Regia di Marielle Heller; con Melissa McCarthy, Richard E. Grant, Dolly Wells, Jane Curtin, Ben Falcone; titolo originale: Can You Ever Forgive Me?; USA, 2018, durata 106 minuti
New York, 1991. Lee Israel ha un grande talento e un pessimo carattere. L’alcolismo e la misantropia, le alienano qualsiasi possibilità di carriera. Licenziata per un bicchiere e un insulto di troppo, deve trovare un altro modo, e deve trovarlo presto, per sbarcare il lunario e curare il suo adorato gatto. Due lettere di Fanny Brice, rinvenute per caso in un libro della biblioteca e vendute a 75 dollari, le forniscono l’idea che cercava. Biografa talentuosa, mette a frutto la sua conoscenza della materia e il suo talento di scrittrice. Seduta alla macchina da scrivere compone finte lettere di grandi autori scomparsi. Affiancata da Jack Hock, spirito libero col vizio del sesso, Lee riesce nell’impresa. Almeno fino a quando l’FBI non si mette sulle sue tracce.
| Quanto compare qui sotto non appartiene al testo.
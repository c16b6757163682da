//! Filesystem-backed cache store: one JSON document per fingerprint.

use std::path::{Path, PathBuf};

use tracing::{debug, instrument, warn};

use kiln_core::application::{
    ApplicationError,
    ports::{CACHE_SCHEMA_VERSION, CacheEntry, CacheStore},
};
use kiln_core::error::KilnResult;

use super::is_valid_key;
use crate::io::map_io_error;

/// Cache store persisting entries under `<dir>/<fingerprint>.json`.
///
/// Writes go to a uniquely named temporary file first and are renamed into
/// place, so concurrent readers see either the old or the new document.
/// Unreadable or foreign-schema documents are deleted and reported as misses.
#[derive(Debug, Clone)]
pub struct FsCacheStore {
    dir: PathBuf,
}

impl FsCacheStore {
    /// Open (and create if needed) a cache rooted at `dir`.
    pub fn open(dir: impl Into<PathBuf>) -> KilnResult<Self> {
        let dir = dir.into();
        std::fs::create_dir_all(&dir).map_err(|e| map_io_error(&dir, e, "create cache dir"))?;
        Ok(Self { dir })
    }

    pub fn dir(&self) -> &Path {
        &self.dir
    }

    fn path_for(&self, fingerprint: &str) -> KilnResult<PathBuf> {
        if !is_valid_key(fingerprint) {
            return Err(ApplicationError::Cache {
                reason: format!("invalid cache key {fingerprint:?}"),
            }
            .into());
        }
        Ok(self.dir.join(format!("{fingerprint}.json")))
    }

    fn discard(&self, path: &Path, why: &str) {
        warn!(path = %path.display(), why, "discarding unreadable cache entry");
        if let Err(e) = std::fs::remove_file(path) {
            debug!(path = %path.display(), error = %e, "could not remove cache entry");
        }
    }
}

impl CacheStore for FsCacheStore {
    #[instrument(skip(self), fields(dir = %self.dir.display()))]
    fn get(&self, fingerprint: &str) -> KilnResult<Option<CacheEntry>> {
        let path = self.path_for(fingerprint)?;
        let raw = match std::fs::read_to_string(&path) {
            Ok(raw) => raw,
            Err(e) if e.kind() == std::io::ErrorKind::NotFound => return Ok(None),
            Err(e) => return Err(map_io_error(&path, e, "read cache entry")),
        };

        let entry: CacheEntry = match serde_json::from_str(&raw) {
            Ok(entry) => entry,
            Err(e) => {
                self.discard(&path, &e.to_string());
                return Ok(None);
            }
        };
        if entry.schema_version != CACHE_SCHEMA_VERSION || entry.fingerprint != fingerprint {
            self.discard(&path, "schema or key mismatch");
            return Ok(None);
        }
        Ok(Some(entry))
    }

    #[instrument(skip_all, fields(fingerprint = %entry.fingerprint))]
    fn put(&self, entry: CacheEntry) -> KilnResult<()> {
        let path = self.path_for(&entry.fingerprint)?;
        let body = serde_json::to_string(&entry).map_err(|e| ApplicationError::Cache {
            reason: format!("failed to serialize entry: {e}"),
        })?;

        let tmp = self
            .dir
            .join(format!(".{}.{}.tmp", entry.fingerprint, uuid::Uuid::new_v4().simple()));
        std::fs::write(&tmp, body).map_err(|e| map_io_error(&tmp, e, "write cache entry"))?;
        if let Err(e) = std::fs::rename(&tmp, &path) {
            if let Err(cleanup) = std::fs::remove_file(&tmp) {
                warn!(path = %tmp.display(), error = %cleanup, "failed to remove temporary cache file");
            }
            return Err(map_io_error(&path, e, "commit cache entry"));
        }
        debug!(path = %path.display(), "cache entry written");
        Ok(())
    }

    fn remove(&self, fingerprint: &str) -> KilnResult<()> {
        let path = self.path_for(fingerprint)?;
        match std::fs::remove_file(&path) {
            Ok(()) => Ok(()),
            Err(e) if e.kind() == std::io::ErrorKind::NotFound => Ok(()),
            Err(e) => Err(map_io_error(&path, e, "remove cache entry")),
        }
    }
}

#[cfg(test)]
mod tests {
    use tempfile::TempDir;

    use super::*;
    use crate::cache_store::fixtures::{entry, key};

    #[test]
    fn survives_reopening() {
        let temp = TempDir::new().unwrap();
        FsCacheStore::open(temp.path())
            .unwrap()
            .put(entry(&key(1)))
            .unwrap();

        let reopened = FsCacheStore::open(temp.path()).unwrap();
        let got = reopened.get(&key(1)).unwrap().unwrap();
        assert_eq!(got, entry_with_time(&key(1), got.created_at));
        assert!(temp.path().join(format!("{}.json", key(1))).exists());
    }

    fn entry_with_time(k: &str, at: chrono::DateTime<chrono::Utc>) -> CacheEntry {
        let mut e = entry(k);
        e.created_at = at;
        e
    }

    #[test]
    fn missing_entry_is_a_miss() {
        let temp = TempDir::new().unwrap();
        let store = FsCacheStore::open(temp.path()).unwrap();
        assert!(store.get(&key(2)).unwrap().is_none());
    }

    #[test]
    fn corrupt_entry_is_discarded() {
        let temp = TempDir::new().unwrap();
        let store = FsCacheStore::open(temp.path()).unwrap();
        let path = temp.path().join(format!("{}.json", key(3)));
        std::fs::write(&path, "{ not json").unwrap();

        assert!(store.get(&key(3)).unwrap().is_none());
        assert!(!path.exists());
    }

    #[test]
    fn foreign_schema_is_discarded() {
        let temp = TempDir::new().unwrap();
        let store = FsCacheStore::open(temp.path()).unwrap();
        let mut old = entry(&key(4));
        old.schema_version = CACHE_SCHEMA_VERSION + 1;
        store.put(old).unwrap();

        assert!(store.get(&key(4)).unwrap().is_none());
        assert!(!temp.path().join(format!("{}.json", key(4))).exists());
    }

    #[test]
    fn rejects_path_like_keys() {
        let temp = TempDir::new().unwrap();
        let store = FsCacheStore::open(temp.path()).unwrap();
        let err = store.get("../escape").unwrap_err();
        assert_eq!(err.kind(), "cache");
    }

    #[test]
    fn remove_is_idempotent() {
        let temp = TempDir::new().unwrap();
        let store = FsCacheStore::open(temp.path()).unwrap();
        store.put(entry(&key(5))).unwrap();
        store.remove(&key(5)).unwrap();
        store.remove(&key(5)).unwrap();
        assert!(store.get(&key(5)).unwrap().is_none());
    }

    #[test]
    fn leaves_no_temporary_files() {
        let temp = TempDir::new().unwrap();
        let store = FsCacheStore::open(temp.path()).unwrap();
        for n in 0..5 {
            store.put(entry(&key(n))).unwrap();
        }
        let names: Vec<_> = std::fs::read_dir(temp.path())
            .unwrap()
            .map(|e| e.unwrap().file_name().to_string_lossy().into_owned())
            .collect();
        assert_eq!(names.len(), 5);
        assert!(names.iter().all(|n| n.ends_with(".json") && !n.starts_with('.')));
    }
}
Copia originale non è una commedia ma si sorride sovente, è ambientato al debutto degli anni Novanta a New York ma le canzoni sono dei classici di un passato remoto (Jeri Southern, Peggy Lee, Dinah Washington), è dominato dall’insegna luminosa del “The New Yorker” ma la sua protagonista è una scrittrice nell’ombra.
Tutto è spostato nel film di Marielle Heller e tutto contribuisce a ricostruire l’illusione alla base del sorprendente processo di falsificazione di Lee Israel. Ma a guardarlo più da vicino e andando oltre la frode seriale, Copia originale racconta la vita di una donna che non trova il suo posto in un mondo che cambia, in una città dove chiudono le librerie e aprono gli Starbucks, dove aumentano gli spazi di coworking e si riducono quelli in cui respirare (e leggere) in pace, dove la decimazione della comunità gay avanza con quella della cultura artistica.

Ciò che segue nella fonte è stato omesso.